When we came into office six years ago, only 45% of the country had access to superfast broadband. To date, we have provided superfast broadband to 90% of the UK—an extra 4 million homes and businesses. By the end of next year, we will have reached 95%. That is the result of a huge investment by the Government, local councils, devolved Administrations and BT, which totals some £1.7 billion. That is no mean achievement. However, we cannot stop there; we need to continue working to connect significantly rural areas such as the High Peak. The progress made since 2010 is welcome, but the rurality of the High Peak makes it crucial that we continue to drive this forward. We cannot rest on our laurels thinking, “Aren’t we clever?” and congratulating ourselves on a job well done.
There are many advantages to living and working in the countryside, and particularly in the High Peak. We have fabulous countryside, outdoor pursuits, clear air and breathtaking scenery. The area could be called the playground of England. However, there are challenges, and some might say that there is a price to pay for all those benefits. Things that many urban areas take for granted are not as readily available in rural areas. When I was elected to this place six years ago, I was struck by the fact that when I leave the flat to come to work, there is a bus every five or six minutes. In rural areas, we get one every half hour or every hour.
Some things are very different in rural areas, and fast, efficient broadband is one of those things. It is crucial to a successful business. No matter how beautiful the surroundings, how breathtaking the scenery or how clear the air, if a business cannot operate profitably and successfully, all those wonderful things pale into insignificance. Rural areas such as mine need businesses. We need them to be successful, so that they can create jobs and support the local economy. We have a fantastic tourism industry, but in the winter we need other businesses to support our local economy.
Although we have made great strides in rolling out faster, better broadband, the last 5% that we talk about is just as important as the first. A new broadband universal service obligation that gives all citizens and businesses the legal right to a fast broadband connection is something that I would welcome with open arms. My hon. Friend the Member for Harrow East (Bob Blackman) mentioned it. He used to work for BT, so he will have greater knowledge of this than I do, but I agree with everything he said.
I have said in this Chamber and elsewhere on many occasions that, in my view, broadband is now the fourth utility. Many years ago, we had a small business based in my home village of Chapel-en-le-Frith. In those days, we used to advertise in the Manchester Evening News and the Exchange and Mart, and the phone number was the main thing that people looked for. The phone number at the time started with 0298—it was before the 1 was put in—and we moved the business to Greater Manchester, which was only a few miles down the road, to get the 061 area code so that people would see the phone number and think, “Ah, that’s Manchester.” Somebody in, say, Bolton would look at it and think, “They are just down the road,” although actually we were not that close. Those were the sorts of decisions that people made then; that was in 1982.

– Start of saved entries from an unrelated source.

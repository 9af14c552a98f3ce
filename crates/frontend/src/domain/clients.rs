use contracts::domain::common::EntityId;
use contracts::domain::{Client, Contact, Site, SiteLocation};
use leptos::task::spawn_local;
use serde_json::json;

use crate::shared::entity_page::{or_dash, Column, StatusButton, TableColumns};
use crate::shared::entity_store::{ActionError, EntityStore};
use crate::shared::storage::{cache_entity, cached_entity};

/// Local storage prefix of the client detail cache (`client_{id}`)
pub const CLIENT_CACHE: &str = "client";

fn coordinates(latitude: Option<f64>, longitude: Option<f64>) -> String {
    match (latitude, longitude) {
        (Some(lat), Some(lng)) => format!("{:.5}, {:.5}", lat, lng),
        _ => "-".to_string(),
    }
}

impl TableColumns for Client {
    fn columns() -> &'static [Column] {
        const COLUMNS: &[Column] = &[
            Column::sortable("name", "Name"),
            Column::plain("contact_person", "Contact person"),
            Column::plain("phone", "Phone"),
            Column::plain("sites_count", "Sites"),
            Column::sortable("is_active", "Status"),
        ];
        COLUMNS
    }

    fn cell(&self, key: &str) -> String {
        match key {
            "name" => self.name.clone(),
            "contact_person" => or_dash(&self.contact_person),
            "phone" => or_dash(&self.phone),
            "sites_count" => or_dash(&self.sites_count),
            "is_active" => if self.is_active { "Active" } else { "Inactive" }.to_string(),
            _ => String::new(),
        }
    }

    fn title(&self) -> String {
        self.name.clone()
    }

    fn template() -> serde_json::Value {
        json!({
            "name": "",
            "email": null,
            "phone": null,
            "address": null,
            "contact_person": null,
            "is_active": true,
        })
    }

    fn status_buttons(&self) -> Vec<StatusButton> {
        vec![StatusButton::toggle("is_active", self.is_active)]
    }

    /// Successful detail fetches are cached; a failed one falls back to the cache
    fn open(store: &EntityStore<Self>, item: &Self) {
        let id = item.id;
        store.set_current(Some(item.clone()));

        let dispatch = store.fetch_one(id);
        let store = store.clone();
        spawn_local(async move {
            match dispatch.await {
                Ok(client) => cache_entity(CLIENT_CACHE, id, &client),
                Err(ActionError::Rejected(_)) => {
                    let current = store.snapshot().current;
                    let cached = cached_entity::<Client>(CLIENT_CACHE, id);
                    if let Some(cached) = cache_fallback(current.as_ref(), id, cached) {
                        log::debug!("client {} shown from cache", id);
                        store.set_current(Some(cached));
                    }
                }
                Err(ActionError::Cancelled) => {}
            }
        });
    }
}

/// Cached client to show after the detail fetch of `id` failed
///
/// Only applies while nothing else has been focused since `id` was opened.
fn cache_fallback(current: Option<&Client>, id: EntityId, cached: Option<Client>) -> Option<Client> {
    match current {
        Some(focused) if focused.id != id => None,
        _ => cached,
    }
}

impl TableColumns for Site {
    fn columns() -> &'static [Column] {
        const COLUMNS: &[Column] = &[
            Column::sortable("name", "Name"),
            Column::plain("client", "Client"),
            Column::plain("address", "Address"),
            Column::sortable("required_guards", "Guards required"),
            Column::plain("coordinates", "Coordinates"),
        ];
        COLUMNS
    }

    fn cell(&self, key: &str) -> String {
        match key {
            "name" => self.name.clone(),
            "client" => self
                .client_name
                .clone()
                .unwrap_or_else(|| format!("#{}", self.client_id)),
            "address" => or_dash(&self.address),
            "required_guards" => self.required_guards.to_string(),
            "coordinates" => coordinates(self.latitude, self.longitude),
            _ => String::new(),
        }
    }

    fn title(&self) -> String {
        self.name.clone()
    }

    fn template() -> serde_json::Value {
        json!({
            "client_id": null,
            "name": "",
            "address": null,
            "latitude": null,
            "longitude": null,
            "required_guards": 1,
        })
    }
}

impl TableColumns for SiteLocation {
    fn columns() -> &'static [Column] {
        const COLUMNS: &[Column] = &[
            Column::sortable("name", "Name"),
            Column::plain("site_id", "Site"),
            Column::plain("description", "Description"),
            Column::plain("coordinates", "Coordinates"),
        ];
        COLUMNS
    }

    fn cell(&self, key: &str) -> String {
        match key {
            "name" => self.name.clone(),
            "site_id" => format!("#{}", self.site_id),
            "description" => or_dash(&self.description),
            "coordinates" => coordinates(self.latitude, self.longitude),
            _ => String::new(),
        }
    }

    fn title(&self) -> String {
        self.name.clone()
    }

    fn template() -> serde_json::Value {
        json!({
            "site_id": null,
            "name": "",
            "description": null,
            "latitude": null,
            "longitude": null,
        })
    }
}

impl TableColumns for Contact {
    fn columns() -> &'static [Column] {
        const COLUMNS: &[Column] = &[
            Column::sortable("name", "Name"),
            Column::plain("designation", "Designation"),
            Column::plain("phone", "Phone"),
            Column::plain("email", "Email"),
            Column::plain("owner", "Belongs to"),
        ];
        COLUMNS
    }

    fn cell(&self, key: &str) -> String {
        match key {
            "name" => self.name.clone(),
            "designation" => or_dash(&self.designation),
            "phone" => or_dash(&self.phone),
            "email" => or_dash(&self.email),
            "owner" => self.owner.to_string(),
            _ => String::new(),
        }
    }

    fn title(&self) -> String {
        self.name.clone()
    }

    fn template() -> serde_json::Value {
        json!({
            "name": "",
            "designation": null,
            "phone": null,
            "email": null,
            "contactable_type": "client",
            "contactable_id": null,
        })
    }
}

#[cfg(test)]
mod tests {
    use super::*;
    use contracts::domain::common::Contactable;

    #[test]
    fn test_coordinates() {
        assert_eq!(coordinates(Some(31.5204), Some(74.3587)), "31.52040, 74.35870");
        assert_eq!(coordinates(Some(31.5), None), "-");
    }

    fn client(id: EntityId, name: &str) -> Client {
        serde_json::from_value(json!({ "id": id, "name": name, "is_active": true }))
            .expect("client fixture")
    }

    #[test]
    fn test_cache_fallback_for_the_opened_client() {
        let row = client(5, "Row copy");
        let cached = client(5, "Fetched earlier");

        assert_eq!(
            cache_fallback(Some(&row), 5, Some(cached.clone())),
            Some(cached.clone())
        );
        assert_eq!(cache_fallback(None, 5, Some(cached.clone())), Some(cached));
        assert_eq!(cache_fallback(Some(&row), 5, None), None);
    }

    #[test]
    fn test_cache_fallback_ignored_after_switching_client() {
        // open(5), open(6), fetch 6 resolves, then fetch 5 is rejected
        let focused = client(6, "Picked later");
        let cached = client(5, "Stale");

        assert_eq!(cache_fallback(Some(&focused), 5, Some(cached)), None);
    }

    #[test]
    fn test_contact_owner_cell() {
        let contact = Contact {
            id: 2,
            name: "Sara".to_string(),
            designation: None,
            phone: None,
            email: None,
            owner: Contactable::Site(9),
        };
        assert_eq!(contact.cell("owner"), "Site #9");
        assert_eq!(contact.cell("phone"), "-");
    }
}
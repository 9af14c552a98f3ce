use crate::shared::storage;

const ACCESS_TOKEN_KEY: &str = "auth_token";

/// Save access token to localStorage
pub fn save_access_token(token: &str) {
    storage::set_item(ACCESS_TOKEN_KEY, token);
}

/// Get access token from localStorage
pub fn get_access_token() -> Option<String> {
    storage::get_item(ACCESS_TOKEN_KEY).filter(|token| !token.is_empty())
}

/// Clear the stored token
pub fn clear_tokens() {
    storage::remove_item(ACCESS_TOKEN_KEY);
}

Things have changed hugely since then—as, I suspect, have most of us. Businesses that want to start up or relocate look for different things, but one of the first things that they consider nowadays is the availability and speed of internet access. Existing businesses have also contacted me to express their concerns about broadband provision. This is about not just attracting new investment and new businesses to rural areas, but retaining the businesses that we already have.
There is an industrial estate in Buxton, in my constituency, called Tongue Lane. Several companies trade on the estate, employing many local people between them. I want to touch on two briefly. Bells Shoes exports hundreds of pairs of shoes around the world. Over the years, it has grown from a high street retailer—it is well known on the high street in Buxton, in Spring Gardens—to a significant exporter of shoes across the world. It is a testament to its commitment to the area that it has remained in Buxton.
Otter Controls—everybody in this room probably uses one of its products—makes thermostats. It was started after the second world war, when the founder of the company devised the bimetal strip to enable the temperature to be controlled in electrically heated flying suits for the Royal Air Force. That, in itself, is a fantastic story, but we are time-limited today, so I cannot go into it. The company operates on Tongue Lane industrial estate and employs many local people.
Both companies, and others on the estate, have contacted me recently about the inadequate broadband provision. The estate was not originally included in the Digital Derbyshire scheme, but because of savings and advances in technology, it now will be. That is good news, not only for the companies but for the many local people that they employ. As both companies are significant exporters, it is also good news for UK plc.
There will be a discussion about what is termed “fast”: how fast will it be, will it be fast enough and can it be made faster? The initial commitment, as part of the universal service obligation, is 10 megabits per second, but we need to be sure that that is future-proofed. As more and more services are provided online as time progresses, it must be possible to speed it up. I am sure that those finer details will be explored during proceedings on the Bill. I welcome the fact that Ofcom will be given the power to review the speed to ensure that it remains sufficient for the needs of the day.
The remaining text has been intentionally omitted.